# [Nvidia] GTC Keynote 2021



## maltamonk




----------



## maltamonk

Thinking about cleaning that hob mantle and backsplash makes me cringe.

Oooh and is that a crocodile coat? Ahh he changed coats 3/4 way though!


----------



## Celcius

The new cpu seems cool. Does it use ARM?


----------



## maltamonk

That's the premise, but may be difficult for Nvidia if their acquisition gets blocked. If it does I'm sure (I'm not sure) it'll be a "joint" venture.


----------



## Kpjoslee

maltamonk said:


> That's the premise, but may be difficult for Nvidia if their acquisition gets blocked. If it does I'm sure (I'm not sure) it'll be a "joint" venture.


None of the stuff they showed today requires ARM acquisition to go through.


----------



## T.Sharp

Are they using some kind of integrated power stages with FETs on top of the inductors? What the heck am I looking at?


----------



## Kana Chan

https://www.mouser.com/new/intel/intel-enpirion-powersocs/


Could be one of those from a different company?


----------



## geriatricpollywog

T.Sharp said:


> What the heck am I looking at?


Your next computer. Nvidia GPUs are basically self contained supercomputers and it no longer makes sense for them to rely on the CPU for instructions. I hope they release a GPU with 48GB shared VRAM and a SoC CPU that doesn’t even require a motherboard.


----------



## T.Sharp

Kana Chan said:


> https://www.mouser.com/new/intel/intel-enpirion-powersocs/
> 
> 
> Could be one of those from a different company?


Yeah that was the closest thing I could find too.



0451 said:


> Your next computer. Nvidia GPUs are basically self contained supercomputers and it no longer makes sense for them to rely on the CPU for instructions. I hope they release a GPU with 48GB shared VRAM and a SoC CPU that doesn’t even require a motherboard.

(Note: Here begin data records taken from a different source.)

//! Entity metadata: the [`entity!`](crate::entity!) macro and the schema
//! resolved from it.

use std::fmt::Debug;
use std::sync::Arc;

use crate::error::{Error, Result};
use crate::value::{FieldType, Value};

/// Static declaration of one scalar field.
#[derive(Debug, Clone, Copy, PartialEq, Eq)]
pub struct FieldDef {
    /// Field (and column) name.
    pub name: &'static str,
    /// Semantic type of the field.
    pub ty: FieldType,
}

/// Declares an entity with automatic [`Entity`] trait implementation.
///
/// Scalar fields are listed in the struct body. Navigation collections are
/// declared in an optional trailing `navigation` block; they are never
/// persisted and only populated by relationship hydration.
///
/// # Examples
///
/// ```ignore
/// entity! {
///     #[derive(Debug, Clone, Default, PartialEq)]
///     pub struct Person {
///         pub person_id: i32,
///         pub firstname: String,
///     }
///     navigation {
///         pub identifications: Vec<Identification>,
///     }
/// }
/// ```
#[macro_export]
macro_rules! entity {
    (
        $(#[$meta:meta])*
        pub struct $struct_name:ident {
            $(
                $(#[$field_meta:meta])*
                pub $field_name:ident : $field_type:ty
            ),* $(,)?
        }
        $(
            navigation {
                $(
                    $(#[$nav_meta:meta])*
                    pub $nav_name:ident : Vec<$nav_type:ty>
                ),* $(,)?
            }
        )?
    ) => {
        #[allow(missing_docs)]
        $(#[$meta])*
        pub struct $struct_name {
            $(
                $(#[$field_meta])*
                pub $field_name : $field_type,
            )*
            $($(
                $(#[$nav_meta])*
                pub $nav_name : Vec<$nav_type>,
            )*)?
        }

        impl $crate::Entity for $struct_name {
            const NAME: &'static str = stringify!($struct_name);

            fn fields() -> &'static [$crate::FieldDef] {
                const FIELDS: &[$crate::FieldDef] = &[
                    $(
                        $crate::FieldDef {
                            name: stringify!($field_name),
                            ty: <$field_type as $crate::FieldValue>::TYPE,
                        },
                    )*
                ];
                FIELDS
            }

            fn navigations() -> &'static [&'static str] {
                &[ $($( stringify!($nav_name) ),*)? ]
            }

            fn get(&self, field: &str) -> Option<$crate::Value> {
                match field {
                    $( stringify!($field_name) => Some($crate::FieldValue::to_value(&self.$field_name)), )*
                    _ => None,
                }
            }

            fn set(&mut self, field: &str, value: $crate::Value) -> $crate::Result<()> {
                match field {
                    $(
                        stringify!($field_name) => {
                            self.$field_name =
                                <$field_type as $crate::FieldValue>::from_value(field, value)?;
                            Ok(())
                        }
                    )*
                    _ => Err($crate::Error::UnknownField {
                        entity: <Self as $crate::Entity>::NAME,
                        field: field.to_string(),
                    }),
                }
            }
        }
    };
}

/// Trait for persistable record types.
///
/// Typically implemented via the `entity!` macro rather than manually.
pub trait Entity: Clone + Default + Debug + Send + Sync + 'static {
    /// Entity type name; also the default table name.
    const NAME: &'static str;

    /// Scalar fields in declaration order.
    fn fields() -> &'static [FieldDef];

    /// Navigation collection names. Never persisted.
    #[must_use]
    fn navigations() -> &'static [&'static str] {
        &[]
    }

    /// Read a scalar field by name.
    fn get(&self, field: &str) -> Option<Value>;

    /// Assign a scalar field by name.
    ///
    /// # Errors
    ///
    /// Returns an error if the field is unknown or the value does not fit
    /// the field's type.
    fn set(&mut self, field: &str, value: Value) -> Result<()>;
}

/// Role a field plays in persistence.
#[derive(Debug, Clone, Copy, PartialEq, Eq)]
pub enum FieldRole {
    /// Identity field.
    Key(KeyKind),
    /// Ordinary persisted field.
    Scalar,
    /// Derived collection, materialized by hydration only.
    Navigation,
}

/// How a key value comes into being.
#[derive(Debug, Clone, Copy, PartialEq, Eq)]
pub enum KeyKind {
    /// Assigned by the store on create.
    Generated,
    /// Supplied by the caller.
    Natural,
}

/// Resolved field descriptor.
#[derive(Debug, Clone, PartialEq, Eq)]
pub struct FieldDescriptor {
    /// Field name.
    pub name: &'static str,
    /// Semantic type; `None` for navigation collections.
    pub ty: Option<FieldType>,
    /// Role of the field.
    pub role: FieldRole,
}

/// Field layout of an entity type, resolved once when an adapter is built.
#[derive(Debug, Clone)]
pub struct EntitySchema {
    entity: &'static str,
    descriptors: Vec<FieldDescriptor>,
    key: &'static str,
    generated: bool,
}

impl EntitySchema {
    /// Resolve the schema using the key naming convention (`id` or
    /// `{entity}_id`, ignoring case and underscores) and derive the identity
    /// flag from the key's type.
    ///
    /// # Errors
    ///
    /// Returns [`Error::NoKeyProperty`] if no field matches the convention.
    pub fn resolve<T: Entity>() -> Result<Self> {
        let by_type = format!("{}id", normalize(T::NAME));
        let key = T::fields()
            .iter()
            .find(|def| {
                let name = normalize(def.name);
                name == "id" || name == by_type
            })
            .ok_or(Error::NoKeyProperty { entity: T::NAME })?;

        Self::with_key::<T>(key.name, None)
    }

    /// Resolve the schema with an explicit key. When `generated` is `None`
    /// the identity flag is derived from the key's type.
    ///
    /// # Errors
    ///
    /// Returns [`Error::InvalidKeyProperty`] if `key` is not a scalar field.
    pub fn with_key<T: Entity>(key: &str, generated: Option<bool>) -> Result<Self> {
        let key_def = T::fields().iter().find(|def| def.name == key).ok_or_else(|| {
            Error::InvalidKeyProperty { entity: T::NAME, field: key.to_string() }
        })?;

        let generated = generated.unwrap_or_else(|| key_def.ty.scalar.is_integer_like());
        let key_kind = if generated { KeyKind::Generated } else { KeyKind::Natural };

        let mut descriptors: Vec<FieldDescriptor> = T::fields()
            .iter()
            .map(|def| FieldDescriptor {
                name: def.name,
                ty: Some(def.ty),
                role: if def.name == key_def.name {
                    FieldRole::Key(key_kind)
                } else {
                    FieldRole::Scalar
                },
            })
            .collect();
        descriptors.extend(T::navigations().iter().map(|&name| FieldDescriptor {
            name,
            ty: None,
            role: FieldRole::Navigation,
        }));

        tracing::debug!(
            entity = T::NAME,
            key = key_def.name,
            generated,
            field_count = descriptors.len(),
            "resolved entity schema"
        );

        Ok(Self { entity: T::NAME, descriptors, key: key_def.name, generated })
    }

    /// Entity name.
    #[must_use]
    pub const fn entity(&self) -> &'static str {
        self.entity
    }

    /// All descriptors, navigation collections included.
    #[must_use]
    pub fn descriptors(&self) -> &[FieldDescriptor] {
        &self.descriptors
    }

    /// Key field name.
    #[must_use]
    pub const fn key(&self) -> &'static str {
        self.key
    }

    /// Whether the key is assigned by the store.
    #[must_use]
    pub const fn is_generated(&self) -> bool {
        self.generated
    }

    /// Persisted fields (key included), in declaration order.
    pub fn persisted(&self) -> impl Iterator<Item = &'static str> + '_ {
        self.descriptors
            .iter()
            .filter(|d| !matches!(d.role, FieldRole::Navigation))
            .map(|d| d.name)
    }

    /// Persisted fields without the key.
    pub fn persisted_without_key(&self) -> impl Iterator<Item = &'static str> + '_ {
        self.descriptors.iter().filter(|d| matches!(d.role, FieldRole::Scalar)).map(|d| d.name)
    }

    /// Fields written on insert: the key is skipped when generated.
    pub fn insertable(&self) -> impl Iterator<Item = &'static str> + '_ {
        let generated = self.generated;
        self.descriptors
            .iter()
            .filter(move |d| match d.role {
                FieldRole::Key(_) => !generated,
                FieldRole::Scalar => true,
                FieldRole::Navigation => false,
            })
            .map(|d| d.name)
    }

    /// Read the key value of an entity.
    ///
    /// # Errors
    ///
    /// Returns [`Error::UnknownField`] if the entity does not expose the key.
    pub fn key_value<T: Entity>(&self, entity: &T) -> Result<Value> {
        read_field(entity, self.key)
    }

    /// Whether the entity still carries the unassigned key of a generated
    /// identity (null or zero).
    #[must_use]
    pub fn is_transient<T: Entity>(&self, entity: &T) -> bool {
        self.generated && matches!(entity.get(self.key), None | Some(Value::Null | Value::Int(0)))
    }

    /// Copy persisted fields into a fresh entity, leaving navigations empty.
    ///
    /// # Errors
    ///
    /// Returns an error if a field cannot be read or assigned.
    pub fn snapshot<T: Entity>(&self, entity: &T) -> Result<T> {
        let mut copy = T::default();
        for field in self.persisted() {
            copy.set(field, read_field(entity, field)?)?;
        }
        Ok(copy)
    }
}

/// Read a field, failing on unknown names.
///
/// # Errors
///
/// Returns [`Error::UnknownField`] if the entity has no such field.
pub fn read_field<T: Entity>(entity: &T, field: &str) -> Result<Value> {
    entity
        .get(field)
        .ok_or_else(|| Error::UnknownField { entity: T::NAME, field: field.to_string() })
}

fn normalize(name: &str) -> String {
    name.chars().filter(|c| *c != '_').flat_map(char::to_lowercase).collect()
}

/// A captured value whose members can be read by name, used for
/// closure-capture flattening in predicates.
pub trait Record: Debug + Send + Sync {
    /// Type name for diagnostics.
    fn type_name(&self) -> &'static str;

    /// Read a member by name.
    fn member(&self, name: &str) -> Option<Value>;
}

impl<T: Entity> Record for T {
    fn type_name(&self) -> &'static str {
        T::NAME
    }

    fn member(&self, name: &str) -> Option<Value> {
        self.get(name)
    }
}

/// Shared handle to a captured record.
pub type Captured = Arc<dyn Record>;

Yeah, that's what I'm waiting for, a single chip with GPU and CPU that actually kicks ass. Having them on the same board works too I guess. What I think would be really cool is an FPGA with tons of cores that can be configured on the fly for graphics or regular compute tasks. Imagine if a chip could balance itself when gaming, designating the exact ratio for compute and 3D that is needed to put 100% of the chip to use. No CPU bottlenecking the GPU or GPU bottlenecking the CPU. 🤔


----------



## geriatricpollywog

Yes


T.Sharp said:


> Yeah that was the closest thing I could find too.
> 
> 
> 
> Yeah, that's what I'm waiting for, a single chip with GPU and CPU that actually kicks ass. Having them on the same board works too I guess. What I think would be really cool is an FPGA with tons of cores that can be configured on the fly for graphics or regular compute tasks. Imagine if a chip could balance itself when gaming, designating the exact ratio for compute and 3D that is needed to put 100% of the chip to use. No CPU bottlenecking the GPU or GPU bottlenecking the CPU. 🤔


Yes, no more PCIE bottlenecking either. The CPU will be on the same PCB as the GPU with optical traces inbetween. In 10 years the whole concept of buying a “card” and sticks of memory and slotting them into a motherboard with RGB lights will seem as ridiculous as a Honda Civic with a body kit and neon lights. You won’t have to build and tune your computer anymore, courtesy of Nvidia.


----------



## maltamonk

I'm not with y'all on that enthusiasm. What I see is a need to replace an entire system now instead of a single component to remain relevant. I like the modularity of today's systems.


----------



## geriatricpollywog

maltamonk said:


> I'm not with y'all on that enthusiasm. What I see is a need to replace an entire system now instead of a single component to remain relevant. I like the modularity of today's systems.


You should get into retro computing. Even the cards have card slots! The YT channel Lazy Game Reviews is a great place to start.


----------